▸ **Task directions**: Each entry needs to be reproduced exactly as it is.

▸ **Data extract**:
//! Call-site signatures and receiver identity.
//!
//! A [`SiteSignature`] is the statically expected shape of one call site:
//! the receiver (always the policy, argument 0), the parameter types of the
//! template, and the result type. Executors carry a signature too, and the
//! runtime compares the two before installing an executor.

use std::any::TypeId;
use std::fmt;
use std::hash::{Hash, Hasher};

use crate::{TypeHash, ValueType};

/// The concrete Rust type of a policy, used as the guard key.
#[derive(Clone, Copy)]
pub struct PolicyType {
    id: TypeId,
    name: &'static str,
}

impl PolicyType {
    pub fn of<P: ?Sized + 'static>() -> Self {
        Self {
            id: TypeId::of::<P>(),
            name: std::any::type_name::<P>(),
        }
    }

    pub fn id(&self) -> TypeId {
        self.id
    }

    pub fn name(&self) -> &'static str {
        self.name
    }
}

impl PartialEq for PolicyType {
    fn eq(&self, other: &Self) -> bool {
        self.id == other.id
    }
}

impl Eq for PolicyType {}

impl Hash for PolicyType {
    fn hash<H: Hasher>(&self, state: &mut H) {
        self.id.hash(state);
    }
}

impl fmt::Debug for PolicyType {
    fn fmt(&self, f: &mut fmt::Formatter<'_>) -> fmt::Result {
        write!(f, "PolicyType({})", self.name)
    }
}

impl fmt::Display for PolicyType {
    fn fmt(&self, f: &mut fmt::Formatter<'_>) -> fmt::Result {
        f.write_str(self.name)
    }
}

/// The declared type of argument 0.
#[derive(Debug, Clone, Copy, PartialEq, Eq, Hash)]
pub enum Receiver {
    /// Any policy type may show up; dispatch is guarded.
    Open,
    /// Exactly one policy type can show up; dispatch needs no guard.
    Sealed(PolicyType),
}

impl Receiver {
    pub fn is_sealed(&self) -> bool {
        matches!(self, Receiver::Sealed(_))
    }

    /// Whether a policy of type `policy` may be passed as this receiver.
    pub fn accepts(&self, policy: &PolicyType) -> bool {
        match self {
            Receiver::Open => true,
            Receiver::Sealed(expected) => expected == policy,
        }
    }
}

/// The shape of a call site or of an executor.
#[derive(Debug, Clone, PartialEq, Eq, Hash)]
pub struct SiteSignature {
    return_type: ValueType,
    receiver: Receiver,
    parameters: Vec<ValueType>,
}

impl SiteSignature {
    /// A signature with an open receiver.
    pub fn new(return_type: ValueType, parameters: impl IntoIterator<Item = ValueType>) -> Self {
        Self {
            return_type,
            receiver: Receiver::Open,
            parameters: parameters.into_iter().collect(),
        }
    }

    /// A signature whose receiver is exactly `P`.
    pub fn sealed<P: 'static>(
        return_type: ValueType,
        parameters: impl IntoIterator<Item = ValueType>,
    ) -> Self {
        Self::new(return_type, parameters).with_receiver(Receiver::Sealed(PolicyType::of::<P>()))
    }

    pub fn with_receiver(mut self, receiver: Receiver) -> Self {
        self.receiver = receiver;
        self
    }

    /// Same parameters and receiver, different result type.
    pub fn with_return_type(mut self, return_type: ValueType) -> Self {
        self.return_type = return_type;
        self
    }

    pub fn return_type(&self) -> &ValueType {
        &self.return_type
    }

    pub fn receiver(&self) -> Receiver {
        self.receiver
    }

    pub fn parameters(&self) -> &[ValueType] {
        &self.parameters
    }

    /// Number of parameters, receiver excluded.
    pub fn arity(&self) -> usize {
        self.parameters.len()
    }

    /// Deterministic hash of return and parameter types.
    pub fn type_hash(&self) -> TypeHash {
        let params: Vec<TypeHash> = self.parameters.iter().map(ValueType::type_hash).collect();
        TypeHash::from_signature(self.return_type.type_hash(), &params)
    }
}

impl fmt::Display for SiteSignature {
    fn fmt(&self, f: &mut fmt::Formatter<'_>) -> fmt::Result {
        match self.receiver {
            Receiver::Open => f.write_str("(policy")?,
            Receiver::Sealed(policy) => write!(f, "({}", policy)?,
        }
        for parameter in &self.parameters {
            write!(f, ", {}", parameter)?;
        }
        write!(f, ") -> {}", self.return_type)
    }
}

▸ **Exercise solution**:
//! Call-site signatures and receiver identity.
//!
//! A [`SiteSignature`] is the statically expected shape of one call site:
//! the receiver (always the policy, argument 0), the parameter types of the
//! template, and the result type. Executors carry a signature too, and the
//! runtime compares the two before installing an executor.

use std::any::TypeId;
use std::fmt;
use std::hash::{Hash, Hasher};

use crate::{TypeHash, ValueType};

/// The concrete Rust type of a policy, used as the guard key.
#[derive(Clone, Copy)]
pub struct PolicyType {
    id: TypeId,
    name: &'static str,
}

impl PolicyType {
    pub fn of<P: ?Sized + 'static>() -> Self {
        Self {
            id: TypeId::of::<P>(),
            name: std::any::type_name::<P>(),
        }
    }

    pub fn id(&self) -> TypeId {
        self.id
    }

    pub fn name(&self) -> &'static str {
        self.name
    }
}

impl PartialEq for PolicyType {
    fn eq(&self, other: &Self) -> bool {
        self.id == other.id
    }
}

impl Eq for PolicyType {}

impl Hash for PolicyType {
    fn hash<H: Hasher>(&self, state: &mut H) {
        self.id.hash(state);
    }
}

impl fmt::Debug for PolicyType {
    fn fmt(&self, f: &mut fmt::Formatter<'_>) -> fmt::Result {
        write!(f, "PolicyType({})", self.name)
    }
}

impl fmt::Display for PolicyType {
    fn fmt(&self, f: &mut fmt::Formatter<'_>) -> fmt::Result {
        f.write_str(self.name)
    }
}

/// The declared type of argument 0.
#[derive(Debug, Clone, Copy, PartialEq, Eq, Hash)]
pub enum Receiver {
    /// Any policy type may show up; dispatch is guarded.
    Open,
    /// Exactly one policy type can show up; dispatch needs no guard.
    Sealed(PolicyType),
}

impl Receiver {
    pub fn is_sealed(&self) -> bool {
        matches!(self, Receiver::Sealed(_))
    }

    /// Whether a policy of type `policy` may be passed as this receiver.
    pub fn accepts(&self, policy: &PolicyType) -> bool {
        match self {
            Receiver::Open => true,
            Receiver::Sealed(expected) => expected == policy,
        }
    }
}

/// The shape of a call site or of an executor.
#[derive(Debug, Clone, PartialEq, Eq, Hash)]
pub struct SiteSignature {
    return_type: ValueType,
    receiver: Receiver,
    parameters: Vec<ValueType>,
}

impl SiteSignature {
    /// A signature with an open receiver.
    pub fn new(return_type: ValueType, parameters: impl IntoIterator<Item = ValueType>) -> Self {
        Self {
            return_type,
            receiver: Receiver::Open,
            parameters: parameters.into_iter().collect(),
        }
    }

    /// A signature whose receiver is exactly `P`.
    pub fn sealed<P: 'static>(
        return_type: ValueType,
        parameters: impl IntoIterator<Item = ValueType>,
    ) -> Self {
        Self::new(return_type, parameters).with_receiver(Receiver::Sealed(PolicyType::of::<P>()))
    }

    pub fn with_receiver(mut self, receiver: Receiver) -> Self {
        self.receiver = receiver;
        self
    }

    /// Same parameters and receiver, different result type.
    pub fn with_return_type(mut self, return_type: ValueType) -> Self {
        self.return_type = return_type;
        self
    }

    pub fn return_type(&self) -> &ValueType {
        &self.return_type
    }

    pub fn receiver(&self) -> Receiver {
        self.receiver
    }

    pub fn parameters(&self) -> &[ValueType] {
        &self.parameters
    }

    /// Number of parameters, receiver excluded.
    pub fn arity(&self) -> usize {
        self.parameters.len()
    }

    /// Deterministic hash of return and parameter types.
    pub fn type_hash(&self) -> TypeHash {
        let params: Vec<TypeHash> = self.parameters.iter().map(ValueType::type_hash).collect();
        TypeHash::from_signature(self.return_type.type_hash(), &params)
    }
}

impl fmt::Display for SiteSignature {
    fn fmt(&self, f: &mut fmt::Formatter<'_>) -> fmt::Result {
        match self.receiver {
            Receiver::Open => f.write_str("(policy")?,
            Receiver::Sealed(policy) => write!(f, "({}", policy)?,
        }
        for parameter in &self.parameters {
            write!(f, ", {}", parameter)?;
        }
        write!(f, ") -> {}", self.return_type)
    }
}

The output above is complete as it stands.